Segment Start: EXTRACTED RECORDS

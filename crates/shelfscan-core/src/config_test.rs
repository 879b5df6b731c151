use std::collections::HashMap;
use std::env::VarError;

use super::*;

fn lookup_from_map<'a>(
    map: &'a HashMap<&'a str, &'a str>,
) -> impl Fn(&str) -> Result<String, VarError> + 'a {
    move |key| {
        map.get(key)
            .map(|v| (*v).to_string())
            .ok_or(VarError::NotPresent)
    }
}

#[test]
fn parse_environment_development() {
    assert_eq!(parse_environment("development"), Environment::Development);
}

#[test]
fn parse_environment_test() {
    assert_eq!(parse_environment("test"), Environment::Test);
}

#[test]
fn parse_environment_production() {
    assert_eq!(parse_environment("production"), Environment::Production);
}

#[test]
fn parse_environment_unknown_defaults_to_development() {
    assert_eq!(parse_environment("staging"), Environment::Development);
}

#[test]
fn build_app_config_succeeds_with_empty_env() {
    let map: HashMap<&str, &str> = HashMap::new();
    let result = build_app_config(lookup_from_map(&map));
    assert!(result.is_ok(), "expected Ok, got: {result:?}");
    let cfg = result.unwrap();
    assert_eq!(cfg.env, Environment::Development);
    assert_eq!(cfg.bind_addr.to_string(), "0.0.0.0:3001");
    assert_eq!(cfg.log_level, "info");
    assert_eq!(cfg.base_url, "https://www.amazon.com");
    assert_eq!(cfg.request_timeout_secs, 30);
    assert!(cfg.user_agent.starts_with("Mozilla/5.0"));
    assert_eq!(cfg.accept_language, "en-US,en;q=0.9");
    assert!(cfg.selectors_path.is_none());
}

#[test]
fn build_app_config_fails_with_invalid_bind_addr() {
    let mut map = HashMap::new();
    map.insert("SHELFSCAN_BIND_ADDR", "not-a-socket-addr");
    let result = build_app_config(lookup_from_map(&map));
    assert!(
        matches!(result, Err(ConfigError::InvalidEnvVar { ref var, .. }) if var == "SHELFSCAN_BIND_ADDR"),
        "expected InvalidEnvVar(SHELFSCAN_BIND_ADDR), got: {result:?}"
    );
}

#[test]
fn base_url_override_strips_trailing_slash() {
    let mut map = HashMap::new();
    map.insert("SHELFSCAN_BASE_URL", "https://www.amazon.de/");
    let cfg = build_app_config(lookup_from_map(&map)).unwrap();
    assert_eq!(cfg.base_url, "https://www.amazon.de");
}

#[test]
fn base_url_without_scheme_is_rejected() {
    let mut map = HashMap::new();
    map.insert("SHELFSCAN_BASE_URL", "www.amazon.com");
    let result = build_app_config(lookup_from_map(&map));
    assert!(
        matches!(result, Err(ConfigError::InvalidEnvVar { ref var, .. }) if var == "SHELFSCAN_BASE_URL"),
        "expected InvalidEnvVar(SHELFSCAN_BASE_URL), got: {result:?}"
    );
}

#[test]
fn request_timeout_secs_override() {
    let mut map = HashMap::new();
    map.insert("SHELFSCAN_REQUEST_TIMEOUT_SECS", "60");
    let cfg = build_app_config(lookup_from_map(&map)).unwrap();
    assert_eq!(cfg.request_timeout_secs, 60);
}

#[test]
fn request_timeout_secs_invalid() {
    let mut map = HashMap::new();
    map.insert("SHELFSCAN_REQUEST_TIMEOUT_SECS", "soon");
    let result = build_app_config(lookup_from_map(&map));
    assert!(
        matches!(result, Err(ConfigError::InvalidEnvVar { ref var, .. }) if var == "SHELFSCAN_REQUEST_TIMEOUT_SECS"),
        "expected InvalidEnvVar(SHELFSCAN_REQUEST_TIMEOUT_SECS), got: {result:?}"
    );
}

#[test]
fn request_timeout_secs_zero_is_invalid() {
    let mut map = HashMap::new();
    map.insert("SHELFSCAN_REQUEST_TIMEOUT_SECS", "0");
    let result = build_app_config(lookup_from_map(&map));
    assert!(
        matches!(result, Err(ConfigError::InvalidEnvVar { ref var, .. }) if var == "SHELFSCAN_REQUEST_TIMEOUT_SECS"),
        "expected InvalidEnvVar(SHELFSCAN_REQUEST_TIMEOUT_SECS), got: {result:?}"
    );
}

#[test]
fn user_agent_and_language_overrides() {
    let mut map = HashMap::new();
    map.insert("SHELFSCAN_USER_AGENT", "custom-agent/2.0");
    map.insert("SHELFSCAN_ACCEPT_LANGUAGE", "de-DE,de;q=0.9");
    let cfg = build_app_config(lookup_from_map(&map)).unwrap();
    assert_eq!(cfg.user_agent, "custom-agent/2.0");
    assert_eq!(cfg.accept_language, "de-DE,de;q=0.9");
}

#[test]
fn selectors_path_is_read_when_set() {
    let mut map = HashMap::new();
    map.insert("SHELFSCAN_SELECTORS_PATH", "./config/selectors.yaml");
    let cfg = build_app_config(lookup_from_map(&map)).unwrap();
    assert_eq!(
        cfg.selectors_path.as_deref(),
        Some(std::path::Path::new("./config/selectors.yaml"))
    );
}

#[test]
fn blank_selectors_path_is_ignored() {
    let mut map = HashMap::new();
    map.insert("SHELFSCAN_SELECTORS_PATH", "  ");
    let cfg = build_app_config(lookup_from_map(&map)).unwrap();
    assert!(cfg.selectors_path.is_none());
}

Segment End: EXTRACTED RECORDS

**WHAT IS NEEDED:** Each record above should be reproduced in full, exactly as it stands.

**SOLUTION TO THIS PROBLEM:**
filename crates/shelfscan-core/src/config_test.rs
repository 879b5df6b731c151
use std::collections::HashMap;
use std::env::VarError;

use super::*;

fn lookup_from_map<'a>(
    map: &'a HashMap<&'a str, &'a str>,
) -> impl Fn(&str) -> Result<String, VarError> + 'a {
    move |key| {
        map.get(key)
            .map(|v| (*v).to_string())
            .ok_or(VarError::NotPresent)
    }
}

#[test]
fn parse_environment_development() {
    assert_eq!(parse_environment("development"), Environment::Development);
}

#[test]
fn parse_environment_test() {
    assert_eq!(parse_environment("test"), Environment::Test);
}

#[test]
fn parse_environment_production() {
    assert_eq!(parse_environment("production"), Environment::Production);
}

#[test]
fn parse_environment_unknown_defaults_to_development() {
    assert_eq!(parse_environment("staging"), Environment::Development);
}

#[test]
fn build_app_config_succeeds_with_empty_env() {
    let map: HashMap<&str, &str> = HashMap::new();
    let result = build_app_config(lookup_from_map(&map));
    assert!(result.is_ok(), "expected Ok, got: {result:?}");
    let cfg = result.unwrap();
    assert_eq!(cfg.env, Environment::Development);
    assert_eq!(cfg.bind_addr.to_string(), "0.0.0.0:3001");
    assert_eq!(cfg.log_level, "info");
    assert_eq!(cfg.base_url, "https://www.amazon.com");
    assert_eq!(cfg.request_timeout_secs, 30);
    assert!(cfg.user_agent.starts_with("Mozilla/5.0"));
    assert_eq!(cfg.accept_language, "en-US,en;q=0.9");
    assert!(cfg.selectors_path.is_none());
}

#[test]
fn build_app_config_fails_with_invalid_bind_addr() {
    let mut map = HashMap::new();
    map.insert("SHELFSCAN_BIND_ADDR", "not-a-socket-addr");
    let result = build_app_config(lookup_from_map(&map));
    assert!(
        matches!(result, Err(ConfigError::InvalidEnvVar { ref var, .. }) if var == "SHELFSCAN_BIND_ADDR"),
        "expected InvalidEnvVar(SHELFSCAN_BIND_ADDR), got: {result:?}"
    );
}

#[test]
fn base_url_override_strips_trailing_slash() {
    let mut map = HashMap::new();
    map.insert("SHELFSCAN_BASE_URL", "https://www.amazon.de/");
    let cfg = build_app_config(lookup_from_map(&map)).unwrap();
    assert_eq!(cfg.base_url, "https://www.amazon.de");
}

#[test]
fn base_url_without_scheme_is_rejected() {
    let mut map = HashMap::new();
    map.insert("SHELFSCAN_BASE_URL", "www.amazon.com");
    let result = build_app_config(lookup_from_map(&map));
    assert!(
        matches!(result, Err(ConfigError::InvalidEnvVar { ref var, .. }) if var == "SHELFSCAN_BASE_URL"),
        "expected InvalidEnvVar(SHELFSCAN_BASE_URL), got: {result:?}"
    );
}

#[test]
fn request_timeout_secs_override() {
    let mut map = HashMap::new();
    map.insert("SHELFSCAN_REQUEST_TIMEOUT_SECS", "60");
    let cfg = build_app_config(lookup_from_map(&map)).unwrap();
    assert_eq!(cfg.request_timeout_secs, 60);
}

#[test]
fn request_timeout_secs_invalid() {
    let mut map = HashMap::new();
    map.insert("SHELFSCAN_REQUEST_TIMEOUT_SECS", "soon");
    let result = build_app_config(lookup_from_map(&map));
    assert!(
        matches!(result, Err(ConfigError::InvalidEnvVar { ref var, .. }) if var == "SHELFSCAN_REQUEST_TIMEOUT_SECS"),
        "expected InvalidEnvVar(SHELFSCAN_REQUEST_TIMEOUT_SECS), got: {result:?}"
    );
}

#[test]
fn request_timeout_secs_zero_is_invalid() {
    let mut map = HashMap::new();
    map.insert("SHELFSCAN_REQUEST_TIMEOUT_SECS", "0");
    let result = build_app_config(lookup_from_map(&map));
    assert!(
        matches!(result, Err(ConfigError::InvalidEnvVar { ref var, .. }) if var == "SHELFSCAN_REQUEST_TIMEOUT_SECS"),
        "expected InvalidEnvVar(SHELFSCAN_REQUEST_TIMEOUT_SECS), got: {result:?}"
    );
}

#[test]
fn user_agent_and_language_overrides() {
    let mut map = HashMap::new();
    map.insert("SHELFSCAN_USER_AGENT", "custom-agent/2.0");
    map.insert("SHELFSCAN_ACCEPT_LANGUAGE", "de-DE,de;q=0.9");
    let cfg = build_app_config(lookup_from_map(&map)).unwrap();
    assert_eq!(cfg.user_agent, "custom-agent/2.0");
    assert_eq!(cfg.accept_language, "de-DE,de;q=0.9");
}

#[test]
fn selectors_path_is_read_when_set() {
    let mut map = HashMap::new();
    map.insert("SHELFSCAN_SELECTORS_PATH", "./config/selectors.yaml");
    let cfg = build_app_config(lookup_from_map(&map)).unwrap();
    assert_eq!(
        cfg.selectors_path.as_deref(),
        Some(std::path::Path::new("./config/selectors.yaml"))
    );
}

#[test]
fn blank_selectors_path_is_ignored() {
    let mut map = HashMap::new();
    map.insert("SHELFSCAN_SELECTORS_PATH", "  ");
    let cfg = build_app_config(lookup_from_map(&map)).unwrap();
    assert!(cfg.selectors_path.is_none());
}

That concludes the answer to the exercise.